Sin embargo, esa penosa situación tiene su explicación.
Por una parte, el debate de ideas y programas en realidad no es prioridad en los contendientes, mucho menos el que se siente seguro del triunfo electoral, que sigue los consejos de los gurús del marketing político sobre la negativa al encuentro con los demás, ya que su asistencia oxigena a los adversarios políticos.
Para el caso, ni cuando triunfó en las elecciones presidenciales de 2019 ni en la actual campaña electoral, el presidente Nayib Bukele ha asumido la necesidad del debate de ideas y programas, mientras sus adversarios en aquella ocasión y ahora -diezmados y sin acceso a la deuda política por parte del Estado- tímidamente han invitado a la discusión pública.

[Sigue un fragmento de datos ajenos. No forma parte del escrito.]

//! Interfaces the host application implements
//!
//! The editor never touches widgets. It describes what it wants shown and
//! hands structured data to whichever host implements these traits.

use scene_graph::NodeId;
use scene_schema::AttributeValue;

use crate::commands::SceneCommand;
use crate::properties::PropertyDescriptor;

/// Handle of a registered control
#[derive(Clone, Copy, Debug, PartialEq, Eq, Hash)]
pub struct ControlId(pub u64);

/// Where a control docks
#[derive(Clone, Copy, Debug, PartialEq, Eq, Default)]
pub enum DockGroup {
    #[default]
    Left,
    Right,
    Bottom,
    Center,
}

/// Description of a hosted control
#[derive(Clone, Debug, PartialEq, Eq)]
pub struct ControlInfo {
    pub name: String,
    pub description: String,
    pub group: DockGroup,
}

/// Docking service
pub trait ControlHost {
    fn register_control(&mut self, info: ControlInfo) -> ControlId;
    fn show_control(&mut self, id: ControlId);
    fn unregister_control(&mut self, id: ControlId);
}

/// Menu service
pub trait CommandRegistrar {
    fn register_command(&mut self, command: SceneCommand);
}

/// What the property panel should show for one node
#[derive(Clone, Debug, PartialEq)]
pub struct PropertyTarget {
    pub node: NodeId,
    /// Qualified type name
    pub type_name: String,
    pub properties: Vec<(PropertyDescriptor, AttributeValue)>,
}

/// Property panel service; `None` clears the panel
pub trait PropertyBinder {
    fn bind(&mut self, target: Option<PropertyTarget>);
}
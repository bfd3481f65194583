//! Write-then-rename file output

use std::io::Write;
use std::path::Path;

use tempfile::NamedTempFile;

use crate::error::PersistenceError;

/// Replace `path` with `bytes`.
///
/// The data goes to a temporary file in the destination directory first;
/// the destination is only touched by the final rename.
pub(crate) fn write_atomic(path: &Path, bytes: &[u8]) -> Result<(), PersistenceError> {
    let dir = match path.parent() {
        Some(dir) if !dir.as_os_str().is_empty() => dir,
        _ => Path::new("."),
    };

    let mut file = NamedTempFile::new_in(dir).map_err(|e| PersistenceError::io(dir, e))?;
    file.write_all(bytes)
        .and_then(|_| file.flush())
        .map_err(|e| PersistenceError::io(file.path(), e))?;
    file.persist(path)
        .map_err(|e| PersistenceError::io(path, e.error))?;

    log::info!("Wrote {} bytes to {:?}", bytes.len(), path);
    Ok(())
}

#[cfg(test)]
mod tests {
    use super::*;

    #[test]
    fn test_write_atomic_replaces() {
        let dir = tempfile::tempdir().unwrap();
        let path = dir.path().join("out.txt");
        std::fs::write(&path, "old").unwrap();

        write_atomic(&path, b"new").unwrap();
        assert_eq!(std::fs::read_to_string(&path).unwrap(), "new");
        assert_eq!(std::fs::read_dir(dir.path()).unwrap().count(), 1);
    }

    #[test]
    fn test_write_atomic_missing_dir() {
        let dir = tempfile::tempdir().unwrap();
        let path = dir.path().join("missing").join("out.txt");

        assert!(matches!(
            write_atomic(&path, b"data"),
            Err(PersistenceError::Io { .. })
        ));
        assert!(!path.exists());
    }
}
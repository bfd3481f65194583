//! Change notifications raised by [`SceneGraph`](crate::SceneGraph)
//!
//! Events are delivered synchronously, in subscription order, before the
//! mutating call returns.

use scene_schema::AttributeValue;

use crate::arena::NodeId;
use crate::graph::SceneGraph;

/// A structural or attribute change
#[derive(Clone, Debug, PartialEq)]
pub enum GraphEvent {
    /// An attribute value changed
    AttributeChanged {
        node: NodeId,
        attribute: String,
        old_value: AttributeValue,
        new_value: AttributeValue,
    },
    /// A child was inserted at `index`
    ChildInserted {
        parent: NodeId,
        child: NodeId,
        index: usize,
    },
    /// A child is about to be removed from `index`; the graph is unchanged
    ChildRemoving {
        parent: NodeId,
        child: NodeId,
        index: usize,
    },
    /// A child was removed; `index` is its position before removal
    ChildRemoved {
        parent: NodeId,
        child: NodeId,
        index: usize,
    },
}

impl GraphEvent {
    /// The node whose state or child list changed
    pub fn target(&self) -> NodeId {
        match self {
            Self::AttributeChanged { node, .. } => *node,
            Self::ChildInserted { parent, .. }
            | Self::ChildRemoving { parent, .. }
            | Self::ChildRemoved { parent, .. } => *parent,
        }
    }
}

/// Subscriber ID
#[derive(Clone, Copy, Debug, PartialEq, Eq, Hash)]
pub struct SubscriberId(pub u64);

/// Listener callback. Receives the graph in its current state.
pub type Listener = Box<dyn FnMut(&SceneGraph, &GraphEvent)>;
//! Structural invariant tests for scene_graph
//!
//! Every failed mutation must leave the tree exactly as it was.

use scene_graph::*;
use scene_schema::AttributeValue;

fn tree() -> SceneTree {
    SceneTree::new(scene_schema::builtin(), "Scene").unwrap()
}

fn node(tree: &mut SceneTree, ty: &str, name: &str) -> NodeId {
    let id = tree.graph.create_node_by_name(ty).unwrap();
    tree.graph.set_attribute(id, "name", name).unwrap();
    id
}

fn shape(graph: &SceneGraph, root: NodeId) -> Vec<(Option<String>, Option<NodeId>)> {
    graph
        .subtree(root)
        .map(|id| (graph.name(id).map(str::to_string), graph.parent(id)))
        .collect()
}

/// INVARIANT: a node can never be inserted into its own subtree
#[test]
fn invariant_no_cycles() {
    let mut t = tree();
    let a = node(&mut t, "LocatorNode", "a");
    let b = node(&mut t, "LocatorNode", "b");
    let c = node(&mut t, "MeshNode", "c");
    t.graph.append_child(t.root, a).unwrap();
    t.graph.append_child(a, b).unwrap();
    t.graph.append_child(b, c).unwrap();

    let before = shape(&t.graph, t.root);

    assert_eq!(
        t.graph.insert_child(a, "node", 0, a),
        Err(GraphError::Cycle { parent: a, child: a })
    );
    assert_eq!(
        t.graph.insert_child(c, "node", 0, a),
        Err(GraphError::Cycle { parent: c, child: a })
    );
    assert!(matches!(
        t.graph.insert_child(b, "node", 0, a),
        Err(GraphError::Cycle { .. })
    ));

    assert_eq!(shape(&t.graph, t.root), before);
}

/// INVARIANT: the child list reports the requested insertion index
#[test]
fn invariant_index_fidelity() {
    let mut t = tree();
    for name in ["a", "b", "c"] {
        let id = node(&mut t, "MeshNode", name);
        t.graph.append_child(t.root, id).unwrap();
    }

    let inserted = node(&mut t, "LocatorNode", "inserted");
    assert_eq!(t.graph.insert_child(t.root, "node", 2, inserted).unwrap(), 2);

    let names: Vec<_> = t
        .graph
        .children(t.root)
        .iter()
        .filter_map(|id| t.graph.name(*id))
        .collect();
    assert_eq!(names, ["a", "b", "inserted", "c"]);
}

/// INVARIANT: a node has at most one parent
#[test]
fn invariant_single_parent() {
    let mut t = tree();
    let a = node(&mut t, "LocatorNode", "a");
    let b = node(&mut t, "LocatorNode", "b");
    let moved = node(&mut t, "MeshNode", "moved");
    t.graph.append_child(t.root, a).unwrap();
    t.graph.append_child(t.root, b).unwrap();
    t.graph.append_child(a, moved).unwrap();

    t.graph.append_child(b, moved).unwrap();

    assert!(t.graph.children(a).is_empty());
    assert_eq!(t.graph.children(b), &[moved]);
    assert_eq!(t.graph.parent(moved), Some(b));
    let occurrences = t.graph.subtree(t.root).filter(|id| *id == moved).count();
    assert_eq!(occurrences, 1);
}

/// INVARIANT: clones never share state with their source
#[test]
fn invariant_clone_isolation() {
    let mut t = tree();
    let original = node(&mut t, "MeshNode", "Cube");
    t.graph.set_attribute(original, "pos", [1.0, 2.0, 3.0]).unwrap();
    t.graph.append_child(t.root, original).unwrap();

    let copy = t.graph.clone_subtree(original).unwrap();
    t.graph.set_attribute(copy, "pos", [9.0, 9.0, 9.0]).unwrap();
    t.graph.set_attribute(copy, "name", "Copy").unwrap();

    assert_eq!(
        t.graph.attribute(original, "pos").unwrap(),
        &AttributeValue::from([1.0, 2.0, 3.0])
    );
    assert_eq!(t.graph.name(original), Some("Cube"));
    assert_eq!(t.graph.children(t.root), &[original]);

    // Fragments cross graphs without touching the source
    let fragment = t.graph.snapshot(original).unwrap();
    let mut other = tree();
    let pasted = other.graph.instantiate(&fragment).unwrap();
    other.graph.set_attribute(pasted, "material", "stone").unwrap();
    assert_eq!(
        t.graph.attribute(original, "material").unwrap(),
        &AttributeValue::from("")
    );
}

/// INVARIANT: listeners observe events in mutation order
#[test]
fn invariant_events_in_order() {
    use std::cell::RefCell;
    use std::rc::Rc;

    let mut t = tree();
    let a = node(&mut t, "MeshNode", "a");
    let log = Rc::new(RefCell::new(Vec::new()));

    let first = log.clone();
    t.graph.subscribe(move |_, e| first.borrow_mut().push(("first", e.target())));
    let second = log.clone();
    t.graph.subscribe(move |_, e| second.borrow_mut().push(("second", e.target())));

    t.graph.append_child(t.root, a).unwrap();
    t.graph.set_attribute(a, "lod", 3).unwrap();

    assert_eq!(
        *log.borrow(),
        vec![
            ("first", t.root),
            ("second", t.root),
            ("first", a),
            ("second", a),
        ]
    );
}

/// INVARIANT: unique names survive any sequence of reservations
#[test]
fn invariant_namer_uniqueness() {
    let mut namer = UniqueNamer::new();
    let candidates = ["Cube", "Cube1", "Cube", "Cube2", "Light", "Cube1", "7", "7"];
    let mut seen = std::collections::HashSet::new();
    for candidate in candidates.iter().cycle().take(200) {
        assert!(seen.insert(namer.reserve(candidate)));
    }
}
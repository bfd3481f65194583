//! Scene Explorer plugin
//!
//! Wires a scene document into the host: the tree control, the two export
//! commands, drag and drop onto the tree, and the property panel.

use scene_graph::NodeId;

use crate::commands::SceneCommand;
use crate::document::SceneDocument;
use crate::error::Result;
use crate::host::{CommandRegistrar, ControlHost, ControlId, ControlInfo, DockGroup, PropertyBinder, PropertyTarget};
use crate::payload::Payload;
use crate::properties::node_properties;

/// Name of the tree control
pub const CONTROL_NAME: &str = "Scene Explorer";
/// History entry for a drop
pub const DRAG_AND_DROP: &str = "Drag and Drop";

/// Where a drop lands in the tree
#[derive(Clone, Copy, Debug, PartialEq, Eq)]
pub enum DropTarget {
    /// Empty space: append to the root
    Root,
    /// Onto a node: append to its children
    Under(NodeId),
    /// Between two rows: after `after` among `parent`'s children, or first
    /// when `after` is `None`
    Between { parent: NodeId, after: Option<NodeId> },
}

/// Cursor feedback while dragging
#[derive(Clone, Copy, Debug, PartialEq, Eq)]
pub enum DropEffect {
    Move,
    None,
}

/// The tree-view plugin
#[derive(Debug, Default)]
pub struct SceneExplorer {
    control: Option<ControlId>,
}

impl SceneExplorer {
    pub fn new() -> Self {
        Self::default()
    }

    /// Register the tree control and the export commands
    pub fn initialize(&mut self, host: &mut dyn ControlHost, commands: &mut dyn CommandRegistrar) {
        let id = host.register_control(ControlInfo {
            name: CONTROL_NAME.to_string(),
            description: "Scene graph of the active document".to_string(),
            group: DockGroup::Left,
        });
        host.show_control(id);
        self.control = Some(id);

        for command in SceneCommand::ALL {
            commands.register_command(command);
        }
        log::debug!("{} registered as {:?}", CONTROL_NAME, id);
    }

    pub fn shutdown(&mut self, host: &mut dyn ControlHost) {
        if let Some(id) = self.control.take() {
            host.unregister_control(id);
        }
    }

    pub fn control(&self) -> Option<ControlId> {
        self.control
    }

    /// Whether `payload` may be dropped on `target`
    pub fn drag_over(&self, document: &SceneDocument, target: DropTarget, payload: &Payload) -> DropEffect {
        let context = document.context();
        let accepted = match target {
            DropTarget::Root => context.can_insert(payload),
            DropTarget::Under(parent) => context.can_insert_under(Some(parent), payload),
            DropTarget::Between { parent, after } => context.can_insert_between(parent, after, payload),
        };
        if accepted {
            DropEffect::Move
        } else {
            DropEffect::None
        }
    }

    /// Insert copies of the payload at `target` as one undoable step.
    ///
    /// Dropped nodes are always copies; the drag source is left untouched.
    pub fn drag_drop(&self, document: &mut SceneDocument, target: DropTarget, payload: &Payload) -> Result<Vec<NodeId>> {
        document.do_transaction(DRAG_AND_DROP, |context| match target {
            DropTarget::Root => context.insert(payload),
            DropTarget::Under(parent) => context.insert_under(Some(parent), payload),
            DropTarget::Between { parent, after } => context.insert_between(parent, after, payload),
        })
    }

    /// Show the primary selection in the property panel
    pub fn bind_selection(&self, document: &SceneDocument, binder: &mut dyn PropertyBinder) {
        let context = document.context();
        let target = context
            .selection()
            .primary()
            .zip(context.graph())
            .and_then(|(node, graph)| {
                let type_name = graph.node_type(node).ok()?.name().to_string();
                let properties = node_properties(graph, node)
                    .map_err(|e| log::warn!("No properties for {}: {}", node, e))
                    .ok()?;
                Some(PropertyTarget {
                    node,
                    type_name,
                    properties,
                })
            });
        binder.bind(target);
    }
}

Al contrario de la apertura al debate, Bukele dirige su acción política a través de las redes sociales, pero sin descuidar su participación en los medios tradicionales. A su campaña en medios estatales se une la presencia de su discurso en medios privados afines e incluso últimamente utilizó frecuentemente las obligatorias cadenas de radio y televisión.

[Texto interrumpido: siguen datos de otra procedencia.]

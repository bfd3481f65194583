//! Scene Editor
//!
//! Editing core for hierarchical scene documents, independent of any UI
//! toolkit.
//!
//! ## Features
//!
//! - **Editing Context**: Tree projection, selection, paste/drop/delete with
//!   legality checks and unique naming
//! - **Undo/Redo**: Transactions recorded from graph events
//! - **Documents**: XML scene files, dirty tracking, text export
//! - **Registry**: Open documents, active document, recent files
//! - **Host Glue**: Control, command and property panel interfaces
//!
//! ## Architecture
//!
//! ```text
//! Host UI → SceneExplorer → SceneDocument::do_transaction → SceneEditingContext → SceneGraph
//!                                                                    ↓
//!                                                             ContextEvent observers
//! ```

mod atomic;
pub mod command;
pub mod commands;
pub mod config;
pub mod context;
pub mod document;
pub mod editor;
pub mod error;
pub mod export;
pub mod history;
pub mod host;
pub mod palette;
pub mod payload;
pub mod properties;
pub mod registry;
pub mod selection;
pub mod xml;

// Re-export commonly used types
pub use command::{Command, CommandResult, EditOp, RecordedEdit};
pub use commands::SceneCommand;
pub use config::{ConfigError, EditorConfig};
pub use context::{ContextEvent, ObserverId, SceneEditingContext};
pub use document::{export_path, SceneDocument};
pub use editor::{DropEffect, DropTarget, SceneExplorer};
pub use error::{EditorError, PersistenceError, Result};
pub use history::UndoHistory;
pub use palette::{NodePalette, PaletteItem};
pub use payload::{Payload, PayloadItem};
pub use registry::{DocumentId, DocumentRegistry, OpenDocument, RecentFiles, RegistryEvent};
pub use selection::{Selection, SelectionMode};
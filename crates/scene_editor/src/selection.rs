//! Ordered node selection with multi-select modes.
//!
//! Selection order is preserved; the primary node is the most recently
//! selected one and is what the property panel shows.

use scene_graph::NodeId;

/// How a single pick combines with the existing selection.
#[derive(Clone, Copy, Debug, PartialEq, Eq, Default)]
pub enum SelectionMode {
    /// Replace current selection (normal click)
    #[default]
    Replace,
    /// Add to current selection (Shift+click)
    Add,
    /// Remove from current selection (Ctrl+click)
    Remove,
    /// Toggle selection state (Ctrl+Shift+click)
    Toggle,
}

impl SelectionMode {
    /// Determine selection mode from modifier keys.
    pub fn from_modifiers(shift: bool, ctrl: bool) -> Self {
        match (shift, ctrl) {
            (true, true) => Self::Toggle,
            (true, false) => Self::Add,
            (false, true) => Self::Remove,
            (false, false) => Self::Replace,
        }
    }
}

/// Ordered set of selected nodes.
///
/// Mutators return whether the selection actually changed.
#[derive(Clone, Debug, Default, PartialEq, Eq)]
pub struct Selection {
    selected: Vec<NodeId>,
    primary: Option<NodeId>,
}

impl Selection {
    pub fn new() -> Self {
        Self::default()
    }

    /// The most recently selected node
    pub fn primary(&self) -> Option<NodeId> {
        self.primary
    }

    /// Selected nodes in selection order
    pub fn nodes(&self) -> &[NodeId] {
        &self.selected
    }

    pub fn count(&self) -> usize {
        self.selected.len()
    }

    pub fn is_empty(&self) -> bool {
        self.selected.is_empty()
    }

    pub fn is_selected(&self, id: NodeId) -> bool {
        self.selected.contains(&id)
    }

    /// Apply a single pick.
    pub fn select(&mut self, id: NodeId, mode: SelectionMode) -> bool {
        let before = self.clone();
        match mode {
            SelectionMode::Replace => {
                self.selected.clear();
                self.selected.push(id);
                self.primary = Some(id);
            }
            SelectionMode::Add => {
                if !self.selected.contains(&id) {
                    self.selected.push(id);
                }
                self.primary = Some(id);
            }
            SelectionMode::Remove => {
                self.remove(id);
            }
            SelectionMode::Toggle => {
                if self.selected.contains(&id) {
                    self.remove(id);
                } else {
                    self.selected.push(id);
                    self.primary = Some(id);
                }
            }
        }
        *self != before
    }

    /// Replace the selection; duplicates keep their first position.
    pub fn set(&mut self, ids: impl IntoIterator<Item = NodeId>) -> bool {
        let mut selected: Vec<NodeId> = Vec::new();
        for id in ids {
            if !selected.contains(&id) {
                selected.push(id);
            }
        }
        let primary = selected.last().copied();
        let changed = selected != self.selected;
        self.selected = selected;
        self.primary = primary;
        changed
    }

    pub fn clear(&mut self) -> bool {
        if self.selected.is_empty() {
            return false;
        }
        self.selected.clear();
        self.primary = None;
        true
    }

    /// Drop a node (e.g. when it leaves the scene).
    pub fn remove(&mut self, id: NodeId) -> bool {
        let before = self.selected.len();
        self.selected.retain(|&n| n != id);
        if self.primary == Some(id) {
            self.primary = self.selected.last().copied();
        }
        self.selected.len() != before
    }

    /// Keep only nodes matching `keep`.
    pub fn retain(&mut self, mut keep: impl FnMut(NodeId) -> bool) -> bool {
        let before = self.selected.len();
        self.selected.retain(|&n| keep(n));
        if self.primary.is_some_and(|p| !self.selected.contains(&p)) {
            self.primary = self.selected.last().copied();
        }
        self.selected.len() != before
    }
}

#[cfg(test)]
mod tests {
    use super::*;
    use scene_graph::SceneGraph;

    fn ids(n: usize) -> Vec<NodeId> {
        let mut graph = SceneGraph::new(scene_schema::builtin());
        (0..n)
            .map(|_| graph.create_node_by_name("nodeType").unwrap())
            .collect()
    }

    #[test]
    fn test_selection_replace() {
        let n = ids(2);
        let mut sel = Selection::new();
        sel.select(n[0], SelectionMode::Replace);
        sel.select(n[1], SelectionMode::Replace);

        assert_eq!(sel.count(), 1);
        assert!(sel.is_selected(n[1]));
        assert!(!sel.is_selected(n[0]));
    }

    #[test]
    fn test_selection_add_keeps_order() {
        let n = ids(3);
        let mut sel = Selection::new();
        sel.select(n[2], SelectionMode::Replace);
        sel.select(n[0], SelectionMode::Add);
        assert!(!sel.select(n[0], SelectionMode::Add));

        assert_eq!(sel.nodes(), &[n[2], n[0]]);
        assert_eq!(sel.primary(), Some(n[0]));
    }

    #[test]
    fn test_selection_toggle() {
        let n = ids(1);
        let mut sel = Selection::new();
        sel.select(n[0], SelectionMode::Replace);
        assert!(sel.select(n[0], SelectionMode::Toggle));

        assert!(sel.is_empty());
        assert_eq!(sel.primary(), None);
    }

    #[test]
    fn test_remove_primary_falls_back() {
        let n = ids(2);
        let mut sel = Selection::new();
        sel.set([n[0], n[1], n[0]]);
        assert_eq!(sel.nodes(), &[n[0], n[1]]);
        assert_eq!(sel.primary(), Some(n[1]));

        assert!(sel.remove(n[1]));
        assert_eq!(sel.primary(), Some(n[0]));
        assert!(!sel.remove(n[1]));
    }

    #[test]
    fn test_from_modifiers() {
        assert_eq!(SelectionMode::from_modifiers(false, false), SelectionMode::Replace);
        assert_eq!(SelectionMode::from_modifiers(true, true), SelectionMode::Toggle);
    }
}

El problema es que más allá de las expectativas de los contendientes dentro del proceso electoral se entiende que en una democracia el soberano tiene que recibir los insumos adecuados, para que sabedor de las propuestas políticas, económicas y sociales, entre otras, emita un voto más razonado frente a la manipulación emocional.
Por otra parte, existe la domesticación de los ciudadanos frente al discurso dominante de los políticos y estrategas del marketing político, con la complicidad del sistema de medios de difusión, en creer a pie juntillas que los resultados de las encuestas de opinión encierran lo de por sí complejo de la generación de la opinión pública.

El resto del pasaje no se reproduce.